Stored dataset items
____________

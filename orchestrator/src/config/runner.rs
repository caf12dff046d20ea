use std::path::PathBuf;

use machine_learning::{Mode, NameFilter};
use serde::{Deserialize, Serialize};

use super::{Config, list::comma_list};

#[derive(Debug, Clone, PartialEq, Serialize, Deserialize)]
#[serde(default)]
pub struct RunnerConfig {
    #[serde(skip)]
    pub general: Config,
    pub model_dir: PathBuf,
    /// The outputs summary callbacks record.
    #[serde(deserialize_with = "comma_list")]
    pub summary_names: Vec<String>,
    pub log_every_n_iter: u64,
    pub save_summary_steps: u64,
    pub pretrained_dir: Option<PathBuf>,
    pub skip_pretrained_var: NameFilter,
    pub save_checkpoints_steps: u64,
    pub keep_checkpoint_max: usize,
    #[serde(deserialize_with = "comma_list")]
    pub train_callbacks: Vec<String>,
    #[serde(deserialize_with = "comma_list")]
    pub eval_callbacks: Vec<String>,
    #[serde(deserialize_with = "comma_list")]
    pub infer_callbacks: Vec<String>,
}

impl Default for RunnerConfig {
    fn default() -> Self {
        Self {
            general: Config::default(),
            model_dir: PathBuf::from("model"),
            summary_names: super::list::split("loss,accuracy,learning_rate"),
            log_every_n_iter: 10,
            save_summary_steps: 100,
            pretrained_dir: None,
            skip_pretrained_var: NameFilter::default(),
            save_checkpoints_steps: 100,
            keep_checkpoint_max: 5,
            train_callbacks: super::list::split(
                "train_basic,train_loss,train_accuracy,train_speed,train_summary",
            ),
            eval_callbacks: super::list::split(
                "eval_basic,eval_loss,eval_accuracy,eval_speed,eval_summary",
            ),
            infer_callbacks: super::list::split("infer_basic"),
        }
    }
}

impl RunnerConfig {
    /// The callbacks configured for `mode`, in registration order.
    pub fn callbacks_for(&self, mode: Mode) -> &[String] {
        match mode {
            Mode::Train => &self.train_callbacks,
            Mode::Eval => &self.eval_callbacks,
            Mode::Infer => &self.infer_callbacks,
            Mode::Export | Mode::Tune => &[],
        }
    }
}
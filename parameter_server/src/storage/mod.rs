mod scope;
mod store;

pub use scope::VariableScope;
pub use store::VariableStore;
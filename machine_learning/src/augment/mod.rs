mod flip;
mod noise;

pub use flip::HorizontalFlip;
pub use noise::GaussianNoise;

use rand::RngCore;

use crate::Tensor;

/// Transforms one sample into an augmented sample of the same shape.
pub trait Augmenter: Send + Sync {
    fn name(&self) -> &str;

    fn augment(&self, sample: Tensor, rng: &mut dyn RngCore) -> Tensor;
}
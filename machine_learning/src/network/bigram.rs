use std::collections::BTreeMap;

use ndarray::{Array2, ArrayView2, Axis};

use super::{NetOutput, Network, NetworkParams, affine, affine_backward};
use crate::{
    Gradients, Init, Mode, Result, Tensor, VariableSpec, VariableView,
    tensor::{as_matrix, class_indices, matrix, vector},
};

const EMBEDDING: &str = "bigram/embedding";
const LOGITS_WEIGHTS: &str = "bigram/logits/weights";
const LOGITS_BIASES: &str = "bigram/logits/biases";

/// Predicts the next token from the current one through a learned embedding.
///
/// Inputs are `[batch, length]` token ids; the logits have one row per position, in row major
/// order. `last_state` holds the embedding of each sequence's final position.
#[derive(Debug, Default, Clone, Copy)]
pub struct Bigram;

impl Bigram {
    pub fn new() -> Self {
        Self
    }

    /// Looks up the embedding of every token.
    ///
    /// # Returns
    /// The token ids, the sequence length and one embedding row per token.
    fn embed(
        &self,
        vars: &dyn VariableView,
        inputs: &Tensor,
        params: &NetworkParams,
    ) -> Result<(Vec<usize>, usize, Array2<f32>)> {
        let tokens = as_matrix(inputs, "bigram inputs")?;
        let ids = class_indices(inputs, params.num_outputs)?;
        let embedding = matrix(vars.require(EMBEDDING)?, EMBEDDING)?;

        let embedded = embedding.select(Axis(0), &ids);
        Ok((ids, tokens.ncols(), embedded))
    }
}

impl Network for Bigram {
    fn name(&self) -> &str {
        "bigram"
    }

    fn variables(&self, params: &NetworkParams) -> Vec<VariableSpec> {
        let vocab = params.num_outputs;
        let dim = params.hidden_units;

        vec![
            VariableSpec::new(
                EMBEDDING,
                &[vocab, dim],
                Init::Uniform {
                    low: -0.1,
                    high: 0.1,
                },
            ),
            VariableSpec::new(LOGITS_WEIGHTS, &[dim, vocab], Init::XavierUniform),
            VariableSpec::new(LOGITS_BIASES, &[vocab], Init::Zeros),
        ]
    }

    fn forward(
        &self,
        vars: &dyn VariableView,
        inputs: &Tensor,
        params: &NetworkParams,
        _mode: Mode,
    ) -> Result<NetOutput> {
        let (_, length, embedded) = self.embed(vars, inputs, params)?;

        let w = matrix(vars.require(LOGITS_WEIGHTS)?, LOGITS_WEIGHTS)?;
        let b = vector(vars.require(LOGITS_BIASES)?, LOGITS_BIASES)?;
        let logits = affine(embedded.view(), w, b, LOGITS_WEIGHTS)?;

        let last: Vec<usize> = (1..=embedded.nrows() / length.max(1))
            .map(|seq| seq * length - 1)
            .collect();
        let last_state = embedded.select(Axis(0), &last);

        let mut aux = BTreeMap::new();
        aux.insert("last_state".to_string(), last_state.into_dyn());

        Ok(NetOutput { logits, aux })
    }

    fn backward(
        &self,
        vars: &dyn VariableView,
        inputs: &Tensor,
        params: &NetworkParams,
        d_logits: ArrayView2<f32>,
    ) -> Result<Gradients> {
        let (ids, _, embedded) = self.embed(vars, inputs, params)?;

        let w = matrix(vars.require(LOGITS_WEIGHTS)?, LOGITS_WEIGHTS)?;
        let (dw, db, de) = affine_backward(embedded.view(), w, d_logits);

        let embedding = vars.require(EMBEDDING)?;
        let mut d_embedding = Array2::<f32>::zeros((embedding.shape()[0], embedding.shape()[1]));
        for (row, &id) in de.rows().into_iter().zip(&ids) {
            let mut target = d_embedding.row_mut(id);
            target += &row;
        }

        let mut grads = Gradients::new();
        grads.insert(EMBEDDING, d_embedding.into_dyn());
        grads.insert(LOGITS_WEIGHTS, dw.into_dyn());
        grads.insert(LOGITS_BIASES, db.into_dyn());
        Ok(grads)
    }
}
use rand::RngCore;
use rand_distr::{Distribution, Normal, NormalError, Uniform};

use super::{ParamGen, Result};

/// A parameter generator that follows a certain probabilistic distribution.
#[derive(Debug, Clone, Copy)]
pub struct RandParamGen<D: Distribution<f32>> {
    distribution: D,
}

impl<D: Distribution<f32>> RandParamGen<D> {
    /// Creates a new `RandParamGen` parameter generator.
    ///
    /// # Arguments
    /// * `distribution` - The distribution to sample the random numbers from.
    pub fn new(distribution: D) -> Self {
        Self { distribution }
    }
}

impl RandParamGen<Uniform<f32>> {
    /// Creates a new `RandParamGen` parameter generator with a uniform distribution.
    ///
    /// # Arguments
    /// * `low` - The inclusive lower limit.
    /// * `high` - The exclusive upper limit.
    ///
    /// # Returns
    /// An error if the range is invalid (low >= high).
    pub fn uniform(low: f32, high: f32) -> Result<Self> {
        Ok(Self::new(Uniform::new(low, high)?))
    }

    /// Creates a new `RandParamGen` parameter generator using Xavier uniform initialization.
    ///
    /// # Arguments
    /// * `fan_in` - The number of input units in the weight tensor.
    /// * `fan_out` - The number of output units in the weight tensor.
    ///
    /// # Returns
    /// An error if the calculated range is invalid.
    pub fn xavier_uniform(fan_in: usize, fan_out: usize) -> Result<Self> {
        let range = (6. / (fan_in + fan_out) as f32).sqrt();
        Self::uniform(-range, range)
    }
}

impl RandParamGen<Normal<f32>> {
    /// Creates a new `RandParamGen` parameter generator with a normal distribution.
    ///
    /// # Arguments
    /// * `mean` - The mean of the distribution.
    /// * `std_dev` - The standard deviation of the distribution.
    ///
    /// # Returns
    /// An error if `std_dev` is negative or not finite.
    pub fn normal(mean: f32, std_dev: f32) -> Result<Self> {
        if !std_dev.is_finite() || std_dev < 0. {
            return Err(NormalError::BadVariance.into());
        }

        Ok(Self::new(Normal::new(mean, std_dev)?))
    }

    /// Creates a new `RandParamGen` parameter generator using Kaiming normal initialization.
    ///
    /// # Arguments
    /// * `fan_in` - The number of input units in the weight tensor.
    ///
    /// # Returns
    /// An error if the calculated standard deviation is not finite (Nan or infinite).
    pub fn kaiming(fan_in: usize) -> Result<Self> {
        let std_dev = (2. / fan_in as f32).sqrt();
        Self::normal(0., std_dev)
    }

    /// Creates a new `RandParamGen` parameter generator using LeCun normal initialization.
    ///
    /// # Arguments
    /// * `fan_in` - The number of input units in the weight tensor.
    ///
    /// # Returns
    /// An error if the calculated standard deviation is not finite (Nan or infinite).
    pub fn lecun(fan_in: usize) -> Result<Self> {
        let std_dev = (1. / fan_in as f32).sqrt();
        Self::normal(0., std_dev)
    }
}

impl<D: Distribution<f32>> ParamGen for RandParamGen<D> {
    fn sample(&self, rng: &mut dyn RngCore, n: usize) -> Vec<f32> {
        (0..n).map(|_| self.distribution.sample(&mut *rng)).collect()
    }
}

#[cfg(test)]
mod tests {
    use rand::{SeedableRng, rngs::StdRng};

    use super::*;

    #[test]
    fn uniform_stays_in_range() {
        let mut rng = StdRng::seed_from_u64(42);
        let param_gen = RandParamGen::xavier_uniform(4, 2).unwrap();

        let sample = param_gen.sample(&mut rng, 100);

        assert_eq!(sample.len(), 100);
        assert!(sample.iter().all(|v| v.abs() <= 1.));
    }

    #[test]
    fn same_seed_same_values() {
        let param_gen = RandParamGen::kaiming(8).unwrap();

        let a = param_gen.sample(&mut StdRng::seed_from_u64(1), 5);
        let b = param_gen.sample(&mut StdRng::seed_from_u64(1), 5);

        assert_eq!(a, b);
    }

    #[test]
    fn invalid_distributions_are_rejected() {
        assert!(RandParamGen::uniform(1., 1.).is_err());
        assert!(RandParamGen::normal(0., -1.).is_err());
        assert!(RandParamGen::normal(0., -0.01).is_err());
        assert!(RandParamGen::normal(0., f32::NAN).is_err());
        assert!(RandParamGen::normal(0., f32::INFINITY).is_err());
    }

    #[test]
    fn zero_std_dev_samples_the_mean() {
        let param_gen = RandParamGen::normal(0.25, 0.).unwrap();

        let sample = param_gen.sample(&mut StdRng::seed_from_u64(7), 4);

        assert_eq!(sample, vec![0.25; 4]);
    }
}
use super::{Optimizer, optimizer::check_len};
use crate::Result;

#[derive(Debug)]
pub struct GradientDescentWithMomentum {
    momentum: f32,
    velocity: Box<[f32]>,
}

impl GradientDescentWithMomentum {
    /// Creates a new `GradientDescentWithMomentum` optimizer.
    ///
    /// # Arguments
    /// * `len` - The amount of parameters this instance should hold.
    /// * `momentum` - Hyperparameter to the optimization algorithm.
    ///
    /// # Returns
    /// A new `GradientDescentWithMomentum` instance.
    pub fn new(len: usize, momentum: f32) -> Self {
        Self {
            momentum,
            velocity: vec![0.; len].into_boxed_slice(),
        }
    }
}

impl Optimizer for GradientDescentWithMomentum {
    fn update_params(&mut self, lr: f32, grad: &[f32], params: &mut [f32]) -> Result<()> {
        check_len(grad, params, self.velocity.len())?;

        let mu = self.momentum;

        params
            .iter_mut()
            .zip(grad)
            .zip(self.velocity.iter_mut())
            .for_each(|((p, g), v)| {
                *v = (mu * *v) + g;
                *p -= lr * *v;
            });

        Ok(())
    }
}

____________

## Your task
Each line above that includes "embedded" should be shown.

## Expected output
        let embedded = embedding.select(Axis(0), &ids);
        Ok((ids, tokens.ncols(), embedded))
        let (_, length, embedded) = self.embed(vars, inputs, params)?;
        let logits = affine(embedded.view(), w, b, LOGITS_WEIGHTS)?;
        let last: Vec<usize> = (1..=embedded.nrows() / length.max(1))
        let last_state = embedded.select(Axis(0), &last);
        let (ids, _, embedded) = self.embed(vars, inputs, params)?;
        let (dw, db, de) = affine_backward(embedded.view(), w, d_logits);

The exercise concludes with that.